RemoveDebris schedules space junk removal demonstrator’s launch for early 2017

The Surrey Space Centre led RemoveDebris will send a debris removal demonstrator in early next year. Space debris could cause harm to satellites sent from earth with a purpose. The mission will test potential of low-cost technologies to remove space junk.

According to the Surrey Space Centre, some 7,000 tonnes (7,716 tons) of space debris is orbiting the Earth at tens of thousands of miles per hour. It is composed of dead satellites, booster rocket stages, paint chips, and shrapnel from collisions. It pose continuous danger to satellites, a collision with even a small fragment in space could damage them.

Therefore, there is a need to clean space. The RemoveDebris mission was launched to initiate projects that help clean junk from the space, similar project is scheduled to be launched early 2017 during which RemoveDebris demonstrator will enter into orbit to collect and remove space debris.

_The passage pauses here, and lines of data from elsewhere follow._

use pac_gateway::{
    AppState, MemoryTokenStore, TokenStoreState, build_registry,
    config::{AppConfig, Env},
    create_router,
};
use std::sync::Arc;
use tokio::net::TcpListener;
use tracing_subscriber::{layer::SubscriberExt, util::SubscriberInitExt};

/// main
///
/// Entry point: loads configuration, initializes logging, flattens the route
/// table, and serves the navigation gateway.
#[tokio::main]
async fn main() {
    // 1. Configuration & Environment Loading (fail-fast)
    dotenv::dotenv().ok();
    let config = AppConfig::load();

    // 2. Logging Filter Setup
    // RUST_LOG wins; otherwise sensible local-development defaults.
    let env_filter = tracing_subscriber::EnvFilter::try_from_default_env()
        .unwrap_or_else(|_| "pac_gateway=debug,tower_http=info,axum=trace".into());

    // 3. Initialize Logging based on Environment
    match config.env {
        Env::Local => {
            // LOCAL: pretty output for human readability.
            tracing_subscriber::registry()
                .with(env_filter)
                .with(tracing_subscriber::fmt::layer().pretty())
                .init();
        }
        Env::Production => {
            // PROD: JSON output for centralized log aggregators.
            tracing_subscriber::registry()
                .with(env_filter)
                .with(tracing_subscriber::fmt::layer().json())
                .init();
        }
    }

    tracing::info!("Gateway starting in {:?} mode", config.env);

    // 4. Route Table Construction (fail-fast)
    // Duplicate or unrooted paths are declaration bugs; refuse to start.
    let registry = Arc::new(
        build_registry(&config).expect("FATAL: invalid route table declaration."),
    );
    tracing::info!("Route table flattened: {} routes registered", registry.len());

    // 5. Token Store Initialization
    // Starts empty; the external login flow is the writer.
    let tokens = Arc::new(MemoryTokenStore::new()) as TokenStoreState;

    // 6. Unified State Assembly
    let bind_addr = config.bind_addr.clone();
    let app_state = AppState {
        registry,
        tokens,
        config,
    };

    // 7. Router and Server Startup
    let app = create_router(app_state);

    let listener = TcpListener::bind(&bind_addr)
        .await
        .unwrap_or_else(|e| panic!("FATAL: failed to bind {bind_addr}: {e}"));

    tracing::info!("HTTP server bound successfully.");
    tracing::info!("Listening on {bind_addr}");
    tracing::info!("Route manifest available at: http://{bind_addr}/routes");

    axum::serve(listener, app)
        .await
        .expect("FATAL: server terminated unexpectedly.");
}
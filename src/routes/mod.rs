/// Route Table Index
///
/// Declares the gateway's static route table, split by access level so the
/// protection boundary is visible in the module structure itself. The
/// modules contribute `RouteEntry` declarations; `RouteRegistry` flattening,
/// uniqueness checking and guard enforcement all happen downstream of here.

/// Routes any client may navigate to, token or not.
pub mod public;

/// Routes flagged `requires_auth`; the navigation guard bounces token-less
/// navigations to the login route.
pub mod protected;

use crate::registry::RouteEntry;

/// route_table
///
/// The complete declared table, public entries first. Declaration order is
/// preserved through flattening and into the `/routes` manifest.
pub fn route_table() -> Vec<RouteEntry> {
    let mut table = public::public_routes();
    table.extend(protected::protected_routes());
    table
}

The mission is backed by the European Commission and is led by surrey in partnership with Airbus, Surrey Satellite Technology Limited (SSTL) and others. It comprises of a small cubical satellite based on the SSTL X-50 platform and is designed to carry four experimental payloads, cameras, and bays for two cubesats that will play the part of debris.

After the launch of demonstrators, first RemoveDebris will travel to the International Space Station. Then, it will move into a lower orbit to carry out four experiments before again entering into Earth's atmosphere to burn up.

“The space around Earth is part of Earth's environment and keeping it clean is a common responsibility. Our mission, RemoveDebris, is one of the first concerted efforts to pioneer future technologies to remove space junk”, said Dr Jason Forshaw, Surrey Space Centre project manager on the RemoveDebris team.